Abhinav Gomatam shines the brightest. He has an easy presence on screen and a very well - judged comic timing. I suspect he'll have a brighter career than most actors pigeonholed into comedic roles, if given a chance. I found Vishwak Sen more convincing as the film progressed. I bought his volatility and his douchebaggery. He also has great warmth with Sushant Reddy's character. The flashback to their school story felt unnecessary. There was enough in their chemistry to hint at the depth of their friendship. But Tharun Bhascker can be forgiven a few heavy-handed moments because there aren't many of them here. Venkatesh Kakumanu's character feels superfluous. Three is a magical number. Bhascker should have stuck with three characters and etched them out further. Instead we get two half-arsed back stories and two guys who are solely comic relief. There is no balance. As a result, the already barebones plot feels underdeveloped. Neither of the female leads is given much to do, although, thankfully, the film isn't sexist at all---not even towards the ex-girlfriend and even more gratefully, not even towards the foreigner in Goa. Simran C is very pretty and does well selling tired lines like 'It's not you, it's me!'. (A North-Indian-looking girl who can speak Telugu fairly well! She's the dream! Hire the hell out of her, TFI.) The generic nature of this romance is emblematic of this film's failures. For something that haunts the entire movie and the boys' friendship, this romance feels half-baked. A quick montage doesn't a romance make. This is particularly disappointing coming from a filmmaker who made the only fresh romcom I've seen anywhere in the world in a long time. (The concept of time through that montage is iffy. How many years/days/months did the relationship last?! No clue. Hence, it's difficult to buy the premise that it ended with a devastating, depression-inducing breakup. ) The music is disappointing too. Pellichoopulu had a wonderful, memorable soundtrack. This soundtrack feels like it was made with a software program.
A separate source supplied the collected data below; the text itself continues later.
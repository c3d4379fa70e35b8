//! Knowledge entry record.

use serde::{Deserialize, Serialize};

/// Reserved category label for service-level summary entries.
///
/// Entries in this category are never shown as selectable menu items;
/// their answer text is surfaced alongside the category listing instead.
pub const OVERVIEW_CATEGORY: &str = "Overview";

/// Id suffix that marks a service's overview entry (e.g. `login_000`).
pub const OVERVIEW_ID_SUFFIX: &str = "_000";

/// A single immutable FAQ entry in the knowledge base.
///
/// # Invariants
///
/// - `id` is globally unique across the knowledge base and stable across runs
/// - at most one entry per `service` is the overview entry
#[derive(Debug, Clone, PartialEq, Eq, Serialize, Deserialize)]
pub struct KnowledgeEntry {
    /// Unique, stable identifier (e.g. `login_001`).
    pub id: String,

    /// Category-of-services label (e.g. `Login`, `Employment Exchange`).
    pub service: String,

    /// Sub-topic within a service. `Overview` is reserved.
    pub category: String,

    /// Question display text.
    pub question: String,

    /// Answer display text; may contain lightweight markup.
    pub answer: String,

    /// Free-text tags for potential lexical search. Not used by the
    /// guided flow or the retrieval engine.
    #[serde(default)]
    pub keywords: Vec<String>,
}

impl KnowledgeEntry {
    /// Returns true when this entry is a service-level overview.
    pub fn is_overview(&self) -> bool {
        self.id.ends_with(OVERVIEW_ID_SUFFIX)
    }

    /// Builds the composite text that is embedded for this entry.
    ///
    /// The format is fixed so re-ingestion produces identical text for
    /// unchanged entries.
    pub fn composite_text(&self) -> String {
        format!(
            "Service: {}. Category: {}. Question: {}. Answer: {}",
            self.service, self.category, self.question, self.answer
        )
    }
}
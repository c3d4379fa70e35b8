//! Timestamp value object for immutable points in time.

use chrono::{DateTime, Utc};
use serde::{Deserialize, Serialize};

/// Immutable point in time, always UTC.
#[derive(Debug, Clone, Copy, PartialEq, Eq, PartialOrd, Ord, Serialize, Deserialize)]
#[serde(transparent)]
pub struct Timestamp(DateTime<Utc>);

impl Timestamp {
    /// Creates a timestamp for the current moment.
    pub fn now() -> Self {
        Self(Utc::now())
    }

    /// Creates a timestamp from a DateTime<Utc>.
    pub fn from_datetime(dt: DateTime<Utc>) -> Self {
        Self(dt)
    }

    /// Returns the inner DateTime.
    pub fn as_datetime(&self) -> &DateTime<Utc> {
        &self.0
    }

    /// Renders the timestamp as an RFC 3339 string for API responses.
    pub fn to_rfc3339(&self) -> String {
        self.0.to_rfc3339()
    }
}
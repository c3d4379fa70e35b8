//! Domain layer: knowledge base, navigation state machine, retrieval types.

pub mod foundation;
pub mod knowledge;
pub mod navigation;
pub mod retrieval;
//! Application layer: orchestration of the two core components.

mod navigation;
mod retrieval;

pub use navigation::{NavigationService, SessionStarted, SessionView};
pub use retrieval::{RetrievalEngine, RetrievalError, DEFAULT_QUERY_LIMIT};
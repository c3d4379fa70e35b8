//! Distance-to-similarity mapping.
//!
//! The index stores cosine distance `d = 1 - cos(a, b)`, which lies in
//! [0, 2]. Scores are normalized as `similarity = 1 - d / 2`, so 1.0 is
//! identical and 0.0 maximally dissimilar, then rounded to 4 decimals.

/// Maps a cosine distance in [0, 2] to a similarity in [0, 1].
///
/// Out-of-range inputs (floating-point noise) are clamped.
pub fn similarity_from_cosine_distance(distance: f64) -> f64 {
    round_score((1.0 - distance / 2.0).clamp(0.0, 1.0))
}

/// Rounds a score to 4 decimal places.
pub fn round_score(score: f64) -> f64 {
    (score * 10_000.0).round() / 10_000.0
}

#[cfg(test)]
mod tests {
    use super::*;

    #[test]
    fn identical_vectors_score_one() {
        assert_eq!(similarity_from_cosine_distance(0.0), 1.0);
    }

    #[test]
    fn opposite_vectors_score_zero() {
        assert_eq!(similarity_from_cosine_distance(2.0), 0.0);
    }

    #[test]
    fn orthogonal_vectors_score_half() {
        assert_eq!(similarity_from_cosine_distance(1.0), 0.5);
    }

    #[test]
    fn scores_are_rounded_to_four_decimals() {
        assert_eq!(similarity_from_cosine_distance(0.123456), 0.9383);
    }

    #[test]
    fn floating_noise_is_clamped() {
        assert_eq!(similarity_from_cosine_distance(-1e-9), 1.0);
        assert_eq!(similarity_from_cosine_distance(2.0 + 1e-9), 0.0);
    }
}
I watched an interview of Tharun Bhascker's where he said he wants his movies to be visually driven, not necessarily dialogue-driven. It's a shame that he's downplaying the role of dialogues in his films because, both as a writer and director, he has a knack for lived-in, everyday dialogue that's somehow also cinematic and entertaining. A lot of it would be lost in translation, which is a good thing. It makes it more rooted. By picking amateur actors and letting them slightly improvise, he also achieves a rhythm that's slightly *off *. He allows pauses, overlaps and repetition, which makes it feel like everyday speech, while also not losing control over the overall rhythm of the scene. Despite the lack of a strong narrative, the film is never boring. It looks good, is often funny, has a couple of very funny, inventive set-pieces, and is crisp. That is, this film is by no means boring, but it isn't particularly memorable. All Bhascker needs to do now is come up with a stronger plot and characters (Pellichoopulu was also slightly iffy in the plot department but it had enough charm and the two lead characters were quite strong). He's got everything else down pat. I'd chalk this down as an entertaining disappointment. Looking forward to his next.